-------- Data provided

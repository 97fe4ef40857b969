//! Core
//!
//! Data types, plug-in interfaces and device plumbing shared by the
//! wavefront path tracer and its plug-ins.

#[macro_use]
extern crate hexf;
#[macro_use]
extern crate log;

// Re-export.
pub mod camera;
pub mod device;
pub mod dispatch;
pub mod error;
pub mod film;
pub mod geometry;
pub mod image_io;
pub mod interaction;
pub mod light;
pub mod material;
pub mod math;
pub mod medium;
pub mod parallel;
pub mod renderer;
pub mod reporter;
pub mod rng;
pub mod sampling;
pub mod scene;
pub mod shape;
pub mod spectrum;
pub mod texture;
pub mod traversal;
//! Participating Media

#[macro_use]
extern crate log;

mod homogeneous;

// Re-export
pub use homogeneous::*;
//! Device
//!
//! Kernel launches run over the `rayon` thread pool. A launch executes one
//! closure per lane and returns the lane outputs in lane order; the first
//! lane error aborts the launch.

use crate::error::*;
use rayon::prelude::*;
use std::sync::atomic::{AtomicUsize, Ordering};

/// Executes kernels over the current `rayon` thread pool.
#[derive(Debug, Default)]
pub struct Device {
    /// Number of launches since the last synchronization.
    pending: AtomicUsize,

    /// Total number of launches.
    launched: AtomicUsize,
}

impl Device {
    /// Create a new `Device`.
    pub fn new() -> Self {
        Self::default()
    }

    /// Runs `kernel` over `n` lanes and gathers each lane's output.
    ///
    /// * `name`   - Kernel name used in logs and errors.
    /// * `n`      - Number of lanes.
    /// * `kernel` - Lane function called with the lane index.
    pub fn launch<T, F>(&self, name: &str, n: usize, kernel: F) -> Result<Vec<T>>
    where
        T: Send,
        F: Fn(usize) -> Result<T> + Sync + Send,
    {
        trace!("Launching kernel '{}' over {} lanes", name, n);
        self.pending.fetch_add(1, Ordering::Relaxed);
        self.launched.fetch_add(1, Ordering::Relaxed);

        (0..n)
            .into_par_iter()
            .map(kernel)
            .collect::<Result<Vec<T>>>()
            .map_err(|source| Error::KernelLaunch {
                kernel: name.to_string(),
                source: Box::new(source),
            })
    }

    /// Runs `kernel` over `n` lanes that produce no output.
    ///
    /// * `name`   - Kernel name used in logs and errors.
    /// * `n`      - Number of lanes.
    /// * `kernel` - Lane function called with the lane index.
    pub fn launch_for_each<F>(&self, name: &str, n: usize, kernel: F) -> Result<()>
    where
        F: Fn(usize) -> Result<()> + Sync + Send,
    {
        trace!("Launching kernel '{}' over {} lanes", name, n);
        self.pending.fetch_add(1, Ordering::Relaxed);
        self.launched.fetch_add(1, Ordering::Relaxed);

        (0..n)
            .into_par_iter()
            .try_for_each(kernel)
            .map_err(|source| Error::KernelLaunch {
                kernel: name.to_string(),
                source: Box::new(source),
            })
    }

    /// Waits for all queued launches. Launches complete before `launch`
    /// returns, so this only drains the pending counter.
    pub fn synchronize(&self) {
        let pending = self.pending.swap(0, Ordering::AcqRel);
        debug!("Synchronized device after {} launches", pending);
    }

    /// Returns the total number of launches.
    pub fn launch_count(&self) -> usize {
        self.launched.load(Ordering::Acquire)
    }
}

----------------

All the lines above should be written out once more, exactly.

repository 97fe4ef40857b969
//! Core
//!
//! Data types, plug-in interfaces and device plumbing shared by the
//! wavefront path tracer and its plug-ins.

#[macro_use]
extern crate hexf;
#[macro_use]
extern crate log;

// Re-export.
pub mod camera;
pub mod device;
pub mod dispatch;
pub mod error;
pub mod film;
pub mod geometry;
pub mod image_io;
pub mod interaction;
pub mod light;
pub mod material;
pub mod math;
pub mod medium;
pub mod parallel;
pub mod renderer;
pub mod reporter;
pub mod rng;
pub mod sampling;
pub mod scene;
pub mod shape;
pub mod spectrum;
pub mod texture;
pub mod traversal;
//! Participating Media

#[macro_use]
extern crate log;

mod homogeneous;

// Re-export
pub use homogeneous::*;
//! Device
//!
//! Kernel launches run over the `rayon` thread pool. A launch executes one
//! closure per lane and returns the lane outputs in lane order; the first
//! lane error aborts the launch.

use crate::error::*;
use rayon::prelude::*;
use std::sync::atomic::{AtomicUsize, Ordering};

/// Executes kernels over the current `rayon` thread pool.
#[derive(Debug, Default)]
pub struct Device {
    /// Number of launches since the last synchronization.
    pending: AtomicUsize,

    /// Total number of launches.
    launched: AtomicUsize,
}

impl Device {
    /// Create a new `Device`.
    pub fn new() -> Self {
        Self::default()
    }

    /// Runs `kernel` over `n` lanes and gathers each lane's output.
    ///
    /// * `name`   - Kernel name used in logs and errors.
    /// * `n`      - Number of lanes.
    /// * `kernel` - Lane function called with the lane index.
    pub fn launch<T, F>(&self, name: &str, n: usize, kernel: F) -> Result<Vec<T>>
    where
        T: Send,
        F: Fn(usize) -> Result<T> + Sync + Send,
    {
        trace!("Launching kernel '{}' over {} lanes", name, n);
        self.pending.fetch_add(1, Ordering::Relaxed);
        self.launched.fetch_add(1, Ordering::Relaxed);

        (0..n)
            .into_par_iter()
            .map(kernel)
            .collect::<Result<Vec<T>>>()
            .map_err(|source| Error::KernelLaunch {
                kernel: name.to_string(),
                source: Box::new(source),
            })
    }

    /// Runs `kernel` over `n` lanes that produce no output.
    ///
    /// * `name`   - Kernel name used in logs and errors.
    /// * `n`      - Number of lanes.
    /// * `kernel` - Lane function called with the lane index.
    pub fn launch_for_each<F>(&self, name: &str, n: usize, kernel: F) -> Result<()>
    where
        F: Fn(usize) -> Result<()> + Sync + Send,
    {
        trace!("Launching kernel '{}' over {} lanes", name, n);
        self.pending.fetch_add(1, Ordering::Relaxed);
        self.launched.fetch_add(1, Ordering::Relaxed);

        (0..n)
            .into_par_iter()
            .try_for_each(kernel)
            .map_err(|source| Error::KernelLaunch {
                kernel: name.to_string(),
                source: Box::new(source),
            })
    }

    /// Waits for all queued launches. Launches complete before `launch`
    /// returns, so this only drains the pending counter.
    pub fn synchronize(&self) {
        let pending = self.pending.swap(0, Ordering::AcqRel);
        debug!("Synchronized device after {} launches", pending);
    }

    /// Returns the total number of launches.
    pub fn launch_count(&self) -> usize {
        self.launched.load(Ordering::Acquire)
    }
}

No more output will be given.